Mme Marie-Christine Desbois a cependant observé que si, par hypothèse, certaines spécialités traditionnellement masculines devaient s'ouvrir aux jeunes filles, les professionnels admettaient qu'elles y seraient vraisemblablement plus performantes. Ainsi dans le bâtiment (peinture, carrelage, électricité et plomberie), elle a estimé que la place des jeunes filles dans les chantiers d'intérieur, et notamment pour tous les travaux de finition, pouvait être envisagée. De même, a-t-elle indiqué, un nombre grandissant de jeunes filles pourrait être accueilli dans les secteurs de la menuiserie et de l'ébénisterie, la charpente et les activités requérant une grande force musculaire restant, selon les professionnels, des métiers d'hommes.

Elle a conclu qu'en matière d'insertion, c'était branche par branche qu'il fallait déterminer avec les professionnels les métiers dans lesquels les jeunes filles pourraient être efficacement orientées dès maintenant et que, pour être efficace, la stratégie devait être nationale, relayée au niveau régional et s'appuyer sur des initiatives locales.

Mme Gisèle Gautier, présidente, en évoquant l'exemple de la Bretagne, a évoqué les carences de l'emploi féminin dans les métiers du bâtiment et des travaux publics. Elle a noté qu'aujourd'hui les préconisations présentées par Mme Marie-Christine Desbois restaient difficiles à mettre en oeuvre, en soulignant, en même temps, que les entreprises manifestent des difficultés de recrutement de personnel qualifié.

Constatant que l'état des lieux en matière d'insuffisance de mixité a été largement conduit, Mme Marie-Christine Desbois a souligné la nécessité de passer à des mesures d'action concrètes. Elle a, à ce titre, suggéré :

- de déclarer que la mixité des emplois est un objectif national et qu'il s'agit d'une réponse économiquement indispensable aux difficultés des secteurs où les femmes sont les moins représentées ;

- de faire le bilan des actions menées par les branches au cours des dix dernières années pour en généraliser les bonnes pratiques et analyser les freins ;

- de soutenir les actions régionales qui s'initient actuellement avec les branches ;

- et d'envisager la mise en place d'une veille sur la mixité des emplois dans chaque ministère.

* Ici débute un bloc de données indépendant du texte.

// Copyright © tabula 2024-present
//
// Licensed under the Apache License, Version 2.0 (the "License");
// you may not use this file except in compliance with the License.
// You may obtain a copy of the License at
//
//   https://www.apache.org/licenses/LICENSE-2.0
//
// Unless required by applicable law or agreed to in writing, software
// distributed under the License is distributed on an "AS IS" BASIS,
// WITHOUT WARRANTIES OR CONDITIONS OF ANY KIND, either express or implied.
// See the License for the specific language governing permissions and
// limitations under the License.

use data::core::value::Value;
use data::entity_states::entity_state::Position;
use data::game_states::game_state::GameState;
use tracing::debug;

use crate::eval::evaluator::{self, Context, EvalMode};
use crate::eval::expr::{self, Expr};
use crate::mutations::{board, zones};

/// Applies an action's effect list in order. Effects are expressions from
/// the closed set `set`, `if`, `remove_entity`, `move_to_zone`,
/// `draw_cards`; anything else is logged and skipped.
pub fn apply_all(game: &mut GameState, ctx: &Context, effects: &[String]) {
    for effect in effects {
        apply(game, ctx, effect);
    }
}

pub fn apply(game: &mut GameState, ctx: &Context, source: &str) {
    debug!(source, "applying effect");
    let parsed = expr::parse(source);
    apply_expr(game, ctx, &parsed);
}

fn apply_expr(game: &mut GameState, ctx: &Context, effect: &Expr) {
    let Expr::Call { name, args } = effect else {
        debug!(?effect, "effect is not a call; skipped");
        return;
    };
    match (name.as_str(), args.as_slice()) {
        ("set", [target, value]) => {
            let value = evaluator::eval_expr(game, ctx, value, EvalMode::Effect);
            set_value(game, ctx, target, value);
        }
        ("if", [condition, body]) => {
            if evaluator::eval_expr(game, ctx, condition, EvalMode::Effect).truthy() {
                apply_expr(game, ctx, body);
            }
        }
        ("remove_entity", [target]) => {
            if let Some(id) =
                evaluator::eval_expr(game, ctx, target, EvalMode::Effect).as_entity()
            {
                board::remove_entity(game, id);
            }
        }
        ("move_to_zone", [entity, zone]) => {
            let entity = evaluator::eval_expr(game, ctx, entity, EvalMode::Effect);
            let zone = evaluator::eval_expr(game, ctx, zone, EvalMode::Effect);
            if let (Some(id), Some(name)) = (entity.as_entity(), zone.as_zone()) {
                zones::move_to_zone(game, id, name);
            }
        }
        ("draw_cards", [src, dst, count]) => {
            let src = evaluator::eval_expr(game, ctx, src, EvalMode::Effect);
            let dst = evaluator::eval_expr(game, ctx, dst, EvalMode::Effect);
            let count = evaluator::eval_expr(game, ctx, count, EvalMode::Effect)
                .as_int()
                .unwrap_or(1)
                .max(0) as usize;
            if let (Some(src), Some(dst)) = (src.as_zone().cloned(), dst.as_zone().cloned()) {
                zones::draw_cards(game, &src, &dst, count);
            }
        }
        _ => debug!(name = name.as_str(), "unknown effect; skipped"),
    }
}

/// Assigns to an lvalue: `board[coord]` (null clears the cell), a dotted
/// attribute path, or `state.var`.
fn set_value(game: &mut GameState, ctx: &Context, target: &Expr, value: Value) {
    match target {
        Expr::Index { obj, key } => {
            let obj = evaluator::eval_expr(game, ctx, obj, EvalMode::Effect);
            if !matches!(obj, Value::BoardRef) {
                return;
            }
            let Some(coord) =
                evaluator::eval_expr(game, ctx, key, EvalMode::Effect).as_coord()
            else {
                return;
            };
            match value {
                Value::Null => board::set_cell(game, coord, None),
                Value::Entity(id) => board::set_cell(game, coord, Some(id)),
                other => debug!(?other, "only entities can occupy a cell"),
            }
        }
        Expr::Property { head, path } => {
            let Some((last, walk)) = path.split_last() else { return };
            let mut owner = evaluator::eval_expr(game, ctx, head, EvalMode::Effect);
            for segment in walk {
                owner = evaluator::property(game, &owner, segment);
            }
            assign(game, owner, last, value);
        }
        other => debug!(?other, "not an assignable target"),
    }
}

fn assign(game: &mut GameState, owner: Value, attr: &str, value: Value) {
    match owner {
        Value::Entity(id) => {
            let Some(entity) = game.entities.get_mut(id) else { return };
            match attr {
                "rank" => {
                    entity.rank = match value {
                        Value::Str(s) => s,
                        other => other.to_string(),
                    }
                }
                "owner" => entity.owner = value.as_player().cloned(),
                "pos" => {
                    entity.pos = match &value {
                        Value::Zone(zone) => Some(Position::In(zone.clone())),
                        Value::Null => None,
                        other => other.as_coord().map(Position::At),
                    }
                }
                other => {
                    entity.attributes.insert(other.to_string(), value);
                }
            }
        }
        Value::Player(name) => {
            if attr == "name" {
                debug!("player names are identity and cannot be assigned");
                return;
            }
            if let Some(player) = game.players.get_mut(&name) {
                player.attributes.insert(attr.to_string(), value);
            }
        }
        Value::Zone(name) => {
            let Some(zone) = game.zones.get_mut(&name) else { return };
            match (attr, &value) {
                ("visible", Value::Bool(b)) => zone.visible = *b,
                ("ordered", Value::Bool(b)) => zone.ordered = *b,
                _ => debug!(attr, "unassignable zone attribute"),
            }
        }
        Value::StateRef => match attr {
            "current_player" => game.current_player = value.as_player().cloned(),
            "current_phase" => {
                if let Value::Str(phase) = value {
                    game.current_phase = phase;
                }
            }
            other => game.set_var(other, value),
        },
        other => debug!(?other, attr, "unassignable owner"),
    }
}

#[cfg(test)]
mod tests {
    use std::collections::BTreeMap;

    use data::core::primitives::{Coord, PlayerName, Topology, ZoneName};
    use data::entity_states::zones::Zone;
    use data::player_states::player_state::Player;

    use super::*;

    fn grid_game() -> (GameState, Value) {
        let mut game = GameState::new(Topology::Grid { width: 8, height: 8 }, Some(4));
        game.players.insert(Player::new("Red", BTreeMap::new()));
        let id = game.entities.spawn("piece", Some(PlayerName::new("Red")), BTreeMap::new());
        game.board.place(Coord::new(2, 2), id);
        game.entity_mut(id).unwrap().pos = Some(Position::At(Coord::new(2, 2)));
        (game, Value::Entity(id))
    }

    #[test]
    fn set_board_and_position_moves_a_piece() {
        let (mut game, entity) = grid_game();
        let id = entity.as_entity().unwrap();
        let ctx = Context::with_state()
            .with("entity", entity)
            .with("start", Value::coord_map(Coord::new(2, 2)))
            .with("target", Value::coord_map(Coord::new(3, 3)));
        apply_all(
            &mut game,
            &ctx,
            &[
                "set(board[start], null)".to_string(),
                "set(board[target], entity)".to_string(),
                "set(entity.pos, target)".to_string(),
            ],
        );
        assert_eq!(game.board.get(Coord::new(2, 2)), None);
        assert_eq!(game.board.get(Coord::new(3, 3)), Some(id));
        assert_eq!(game.entity(id).unwrap().pos, Some(Position::At(Coord::new(3, 3))));
    }

    #[test]
    fn conditional_effect_promotes_on_back_rank() {
        let (mut game, entity) = grid_game();
        let id = entity.as_entity().unwrap();
        let ctx = Context::with_state()
            .with("entity", entity)
            .with("target", Value::coord_map(Coord::new(4, 7)));
        apply(&mut game, &ctx, "if(eq(target.y, 7), set(entity.rank, 'king'))");
        assert_eq!(game.entity(id).unwrap().rank, "king");

        let ctx = ctx.with("target", Value::coord_map(Coord::new(4, 6)));
        apply(&mut game, &ctx, "if(eq(target.y, 7), set(entity.rank, 'man'))");
        assert_eq!(game.entity(id).unwrap().rank, "king", "false condition applies nothing");
    }

    #[test]
    fn remove_entity_clears_every_mapping() {
        let (mut game, entity) = grid_game();
        let id = entity.as_entity().unwrap();
        let ctx = Context::with_state().with("victim", entity);
        apply(&mut game, &ctx, "remove_entity(victim)");
        assert!(game.entity(id).is_none());
        assert!(game.board.is_empty());
    }

    #[test]
    fn state_variable_assignment() {
        let (mut game, _) = grid_game();
        let ctx = Context::with_state();
        apply(&mut game, &ctx, "set(state.turn_direction, -1)");
        assert_eq!(game.turn_direction(), -1);
        apply(&mut game, &ctx, "set(state.mode, 'endgame')");
        assert_eq!(game.var("mode"), Value::Str("endgame".into()));
    }

    #[test]
    fn move_to_zone_effect() {
        let mut game = GameState::new(Topology::Zones, Some(4));
        let mut hand = Zone::new("hand", "hand");
        let id = game.entities.spawn("card", None, BTreeMap::new());
        hand.push(id);
        game.zones.insert(hand);
        game.zones.insert(Zone::new("discard_pile", "discard"));
        let ctx = Context::with_state()
            .with("card", Value::Entity(id))
            .with("discard_pile", Value::Zone(ZoneName::new("discard_pile")));
        apply(&mut game, &ctx, "move_to_zone(card, discard_pile)");
        assert!(game.zones.get(&ZoneName::new("hand")).unwrap().is_empty());
        assert_eq!(
            game.zones.get(&ZoneName::new("discard_pile")).unwrap().top(),
            Some(id)
        );
    }

    #[test]
    fn unknown_effects_change_nothing() {
        let (mut game, _) = grid_game();
        let before = serde_json::to_string(&game).unwrap();
        let ctx = Context::with_state();
        apply(&mut game, &ctx, "explode(everything)");
        apply(&mut game, &ctx, "42");
        assert_eq!(serde_json::to_string(&game).unwrap(), before);
    }
}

Mme Gisèle Gautier, présidente, s'est félicitée du caractère pragmatique des suggestions présentées par Mme Marie-Christine Desbois et a noté l'importance de l'implication des présidents des commissions de formation professionnelle des conseils régionaux.

Mme Marie-Christine Desbois a estimé qu'il convenait de mobiliser les fonds européens disponibles, notamment par le canal d'actions au titre des contrats de plan Etat-régions.